In an offhand response to a comment yesterday, I remarked that restraining orders weren’t meant to provide people with a sense of security; they were meant to secure people from danger.
There’s a distinction, as I also remarked, and it’s been forgotten.
So entrenched an institution of law and so commonplace has the “restraining order” become that people assume that a foreboding or a feeling of unease or apprehension is grounds to petition one (and judicial performance in no way discourages this assumption and may reward it).
I’m even asked, earnestly, “Can I get a restraining order if she called me a bitch?”
My response, though it inclines toward skepticism, is nevertheless, “Who knows?” If a judge says, “Sure,” then the answer is, “Sure.” Whatever the judge says goes. Judicial latitude in these matters is boundless. Statutes may explicitly license the trial court to do “as it sees fit” or “as it deems appropriate.”
By this standard, people are removed from their homes. By this standard, people are denied jobs. By this standard, people are entered into public registries and prohibited from working with or around children and ever seeing their own.
This is how I lost my day-to-day stability to be a normal, reasonable, and gainfully employed person in the community’s eyes [comment submitted four hours ago].
What’s been forgotten is that the motive justification for an unarguably tendentious, superficial, and baggy procedure was real and immediate danger. Restraining orders were conceived as a quick fix to a problem that was both rampant and, more urgently, ignored 35 years ago. That problem was domestic battery.

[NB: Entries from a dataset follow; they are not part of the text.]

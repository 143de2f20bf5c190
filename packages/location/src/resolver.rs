//! Location resolution with provider fallback.

use std::sync::Arc;
use std::time::Duration;

use food_map_poi_models::Coordinates;
use food_map_provider::{PoiProvider, with_timeout};

use crate::coordinate::parse_coordinate_pair;
use crate::strategy::is_current_location;
use crate::{DegradedModePolicy, ResolutionError};

/// Default per-call budget for geocode and IP-location calls.
pub const DEFAULT_RESOLVE_TIMEOUT: Duration = Duration::from_secs(10);

/// Resolves raw location strings into coordinates.
///
/// Providers are consulted in the order given, which is expected to be
/// priority order.
pub struct LocationResolver {
    providers: Vec<Arc<dyn PoiProvider>>,
    timeout: Duration,
}

impl LocationResolver {
    /// Creates a resolver over `providers`.
    #[must_use]
    pub fn new(providers: Vec<Arc<dyn PoiProvider>>) -> Self {
        Self {
            providers,
            timeout: DEFAULT_RESOLVE_TIMEOUT,
        }
    }

    /// Sets the per-call timeout.
    #[must_use]
    pub fn with_timeout(mut self, timeout: Duration) -> Self {
        self.timeout = timeout;
        self
    }

    /// Resolves `location`:
    ///
    /// 1. a literal `lat,lng` pair is parsed directly;
    /// 2. the current-location sentinel uses the first provider that
    ///    supports IP location;
    /// 3. anything else is geocoded by each provider in turn until one
    ///    succeeds.
    ///
    /// # Errors
    ///
    /// Returns [`ResolutionError`] if no provider can resolve `location`.
    pub async fn resolve(&self, location: &str) -> Result<Coordinates, ResolutionError> {
        if let Some(coordinates) = parse_coordinate_pair(location) {
            log::debug!("Parsed literal coordinates {coordinates}");
            return Ok(coordinates);
        }

        if is_current_location(location) {
            return self.ip_locate().await;
        }

        self.geocode(location.trim()).await
    }

    /// Resolves `location`, substituting the policy's fallback coordinates
    /// on failure.
    ///
    /// # Errors
    ///
    /// Returns the resolution error unchanged under
    /// [`DegradedModePolicy::Strict`].
    pub async fn resolve_with_policy(
        &self,
        location: &str,
        policy: &DegradedModePolicy,
    ) -> Result<Coordinates, ResolutionError> {
        policy.apply(self.resolve(location).await)
    }

    /// Locates the caller by network origin using the first provider that
    /// supports it. Other providers are not tried.
    ///
    /// # Errors
    ///
    /// Returns [`ResolutionError::IpLocateUnavailable`] if no provider
    /// supports IP location, or [`ResolutionError::IpLocateFailed`] if the
    /// chosen provider fails.
    pub async fn ip_locate(&self) -> Result<Coordinates, ResolutionError> {
        let provider = self
            .providers
            .iter()
            .find(|p| p.supports_ip_locate())
            .ok_or(ResolutionError::IpLocateUnavailable)?;

        log::info!("Locating by IP via {}", provider.id());
        with_timeout(provider.id(), self.timeout, provider.ip_locate())
            .await
            .map_err(|source| ResolutionError::IpLocateFailed {
                provider: provider.id(),
                source,
            })
    }

    /// Geocodes `address` with each provider in order. The first success
    /// wins; failures are logged and skipped.
    ///
    /// # Errors
    ///
    /// Returns [`ResolutionError::NoProviders`] with no providers, or
    /// [`ResolutionError::GeocodeFailed`] when every provider fails.
    pub async fn geocode(&self, address: &str) -> Result<Coordinates, ResolutionError> {
        if self.providers.is_empty() {
            return Err(ResolutionError::NoProviders {
                location: address.to_string(),
            });
        }

        for provider in &self.providers {
            match with_timeout(provider.id(), self.timeout, provider.geocode(address)).await {
                Ok(coordinates) => {
                    log::info!("Geocoded '{address}' via {} -> {coordinates}", provider.id());
                    return Ok(coordinates);
                }
                Err(e) => {
                    log::warn!("Geocoding '{address}' via {} failed: {e}", provider.id());
                }
            }
        }

        Err(ResolutionError::GeocodeFailed {
            address: address.to_string(),
            attempts: self.providers.len(),
        })
    }
}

Today, restraining orders are a quick fix to a new rampant problem: accusation of “whatever.”
Allegations of domestic violence are not today discounted by authorities, as they might have been in the 1970s and 80s, nor is making them scorned by the public as “talking out of church.” Sympathy is all but universal.
Not only, then, is the motive justification for an unarguably tendentious, superficial, and baggy procedure a relic of the past, but violence may not even be alleged in a majority of petitions.

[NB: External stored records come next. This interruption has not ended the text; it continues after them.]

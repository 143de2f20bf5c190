//! Amap (Gaode) web service adapter.
//!
//! - Geocode: `GET /v3/geocode/geo`
//! - IP location: `GET /v3/ip` (center of the returned `rectangle`)
//! - Radius search: `GET /v3/place/around`
//! - Region search: `GET /v3/place/text`
//!
//! Amap reports success as `status == "1"`, encodes locations as
//! `"lng,lat"` strings, and sends empty fields as `[]`.
//!
//! See <https://lbs.amap.com/api/webservice/summary>

use std::time::Duration;

use food_map_poi_models::{CanonicalPoi, Coordinates, ProviderId};
use serde_json::Value;

use crate::normalize::{
    PoiNormalizer, extract_cuisine_type, parse_cost, parse_lng_lat, parse_price_bucket,
    parse_rating, split_tags, text_field,
};
use crate::{PoiProvider, ProviderError, RadiusQuery, RegionQuery, http};

const PROVIDER: ProviderId = ProviderId::Amap;

/// Amap web service client.
pub struct AmapProvider {
    pub(crate) client: reqwest::Client,
    pub(crate) api_key: String,
    pub(crate) base_url: String,
    pub(crate) timeout: Duration,
    pub(crate) region_search: bool,
    pub(crate) ip_locate: bool,
    pub(crate) default_type_code: String,
    pub(crate) page_size: u32,
}

impl AmapProvider {
    async fn get(&self, path: &str, params: Vec<(&str, String)>) -> Result<Value, ProviderError> {
        let mut params = params;
        params.push(("key", self.api_key.clone()));
        params.push(("output", "JSON".to_string()));

        let url = format!("{}{path}", self.base_url);
        let body = http::get_json(&self.client, PROVIDER, &url, &params, self.timeout).await?;
        check_status(&body)?;
        Ok(body)
    }

    fn type_code<'a>(&'a self, requested: Option<&'a str>) -> &'a str {
        requested.unwrap_or(&self.default_type_code)
    }
}

#[async_trait::async_trait]
impl PoiProvider for AmapProvider {
    fn id(&self) -> ProviderId {
        PROVIDER
    }

    fn supports_ip_locate(&self) -> bool {
        self.ip_locate
    }

    fn supports_region_search(&self) -> bool {
        self.region_search
    }

    async fn geocode(&self, address: &str) -> Result<Coordinates, ProviderError> {
        let body = self
            .get("/v3/geocode/geo", vec![("address", address.to_string())])
            .await?;
        parse_geocode_response(&body, address)
    }

    async fn ip_locate(&self) -> Result<Coordinates, ProviderError> {
        if !self.ip_locate {
            return Err(ProviderError::Unsupported {
                provider: PROVIDER,
                capability: crate::Capability::IpLocate,
            });
        }
        let body = self.get("/v3/ip", Vec::new()).await?;
        parse_ip_response(&body)
    }

    async fn search_by_radius(
        &self,
        query: &RadiusQuery<'_>,
    ) -> Result<Vec<CanonicalPoi>, ProviderError> {
        let center = query.center;
        let body = self
            .get(
                "/v3/place/around",
                vec![
                    ("location", format!("{:.6},{:.6}", center.lng, center.lat)),
                    ("radius", query.radius_meters.to_string()),
                    ("keywords", query.keyword.to_string()),
                    ("types", self.type_code(query.poi_type_code).to_string()),
                    ("sortrule", "distance".to_string()),
                    ("offset", self.page_size.to_string()),
                    ("page", "1".to_string()),
                    ("extensions", "all".to_string()),
                ],
            )
            .await?;

        Ok(AmapNormalizer.normalize_all(pois_array(&body)?, Some(center)))
    }

    async fn search_by_region_text(
        &self,
        query: &RegionQuery<'_>,
    ) -> Result<Vec<CanonicalPoi>, ProviderError> {
        if !self.region_search {
            return Err(ProviderError::Unsupported {
                provider: PROVIDER,
                capability: crate::Capability::RegionSearch,
            });
        }
        let body = self
            .get(
                "/v3/place/text",
                vec![
                    ("keywords", query.keyword.to_string()),
                    ("types", self.type_code(query.poi_type_code).to_string()),
                    ("city", query.region.to_string()),
                    ("citylimit", query.city_limit.to_string()),
                    ("offset", self.page_size.to_string()),
                    ("page", "1".to_string()),
                    ("extensions", "all".to_string()),
                ],
            )
            .await?;

        Ok(AmapNormalizer.normalize_all(pois_array(&body)?, None))
    }
}

/// Maps a non-`"1"` status to [`ProviderError::Status`].
fn check_status(body: &Value) -> Result<(), ProviderError> {
    if body.get("status").and_then(Value::as_str) == Some("1") {
        return Ok(());
    }
    Err(ProviderError::Status {
        provider: PROVIDER,
        code: text_field(body.get("infocode")),
        message: text_field(body.get("info")),
    })
}

fn parse_geocode_response(body: &Value, address: &str) -> Result<Coordinates, ProviderError> {
    body.get("geocodes")
        .and_then(Value::as_array)
        .and_then(|geocodes| geocodes.first())
        .and_then(|first| first.get("location"))
        .and_then(Value::as_str)
        .and_then(parse_lng_lat)
        .ok_or_else(|| ProviderError::NoResults {
            provider: PROVIDER,
            query: address.to_string(),
        })
}

/// Returns the center of the `"lng1,lat1;lng2,lat2"` rectangle.
fn parse_ip_response(body: &Value) -> Result<Coordinates, ProviderError> {
    let rectangle = text_field(body.get("rectangle"));
    let (sw, ne) = rectangle
        .split_once(';')
        .and_then(|(a, b)| Some((parse_lng_lat(a)?, parse_lng_lat(b)?)))
        .ok_or_else(|| ProviderError::NoResults {
            provider: PROVIDER,
            query: "IP location".to_string(),
        })?;

    Ok(Coordinates::new(
        f64::midpoint(sw.lat, ne.lat),
        f64::midpoint(sw.lng, ne.lng),
    ))
}

fn pois_array(body: &Value) -> Result<&[Value], ProviderError> {
    match body.get("pois") {
        Some(Value::Array(pois)) => Ok(pois.as_slice()),
        None | Some(Value::Null) => Ok(&[]),
        Some(_) => Err(ProviderError::Parse {
            provider: PROVIDER,
            message: "'pois' is not an array".to_string(),
        }),
    }
}

/// Normalizer for Amap place objects.
pub struct AmapNormalizer;

impl PoiNormalizer for AmapNormalizer {
    fn provider(&self) -> ProviderId {
        PROVIDER
    }

    fn normalize(&self, raw: &Value) -> Option<CanonicalPoi> {
        let name = text_field(raw.get("name"));
        if name.is_empty() {
            return None;
        }
        let location = raw.get("location").and_then(Value::as_str).and_then(parse_lng_lat)?;
        let native_id = text_field(raw.get("id"));

        let biz_ext = raw.get("biz_ext");
        let type_text = text_field(raw.get("type"));
        let tag_text = text_field(raw.get("tag"));

        let mut poi = CanonicalPoi::new(PROVIDER, &native_id, name, location);
        poi.address = text_field(raw.get("address"));
        poi.phone = text_field(raw.get("tel"));
        poi.rating = parse_rating(biz_ext.and_then(|b| b.get("rating")));
        poi.price_bucket = parse_price_bucket(parse_cost(biz_ext.and_then(|b| b.get("cost"))));
        poi.opening_hours = text_field(biz_ext.and_then(|b| b.get("open_time")));
        poi.cuisine_type = extract_cuisine_type(&format!("{type_text};{tag_text}"));
        poi.image_url = raw
            .get("photos")
            .and_then(Value::as_array)
            .and_then(|photos| photos.first())
            .map(|photo| text_field(photo.get("url")))
            .unwrap_or_default();
        poi.tags = split_tags([type_text.as_str(), tag_text.as_str()]);

        Some(poi)
    }
}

I’ve been in close correspondence with a man who’s challenging the constitutionality of a restraining order against him that exerts “prior restraint.” He’s forbidden to talk about someone online—not temporarily but for all time. He’s been restrained, in other words, for speech acts he hasn’t committed.
In First Amendment law, a prior restraint is government action that prohibits speech or other expression before it can take place. There are two common forms of prior restraints. The first is a statute or regulation that requires a speaker to acquire a permit or license before speaking, and the second is a judicial injunction that prohibits certain speech. Both types of prior restraint are strongly disfavored, and, with some exceptions, generally unconstitutional [Cornell University Law School Legal Information Institute].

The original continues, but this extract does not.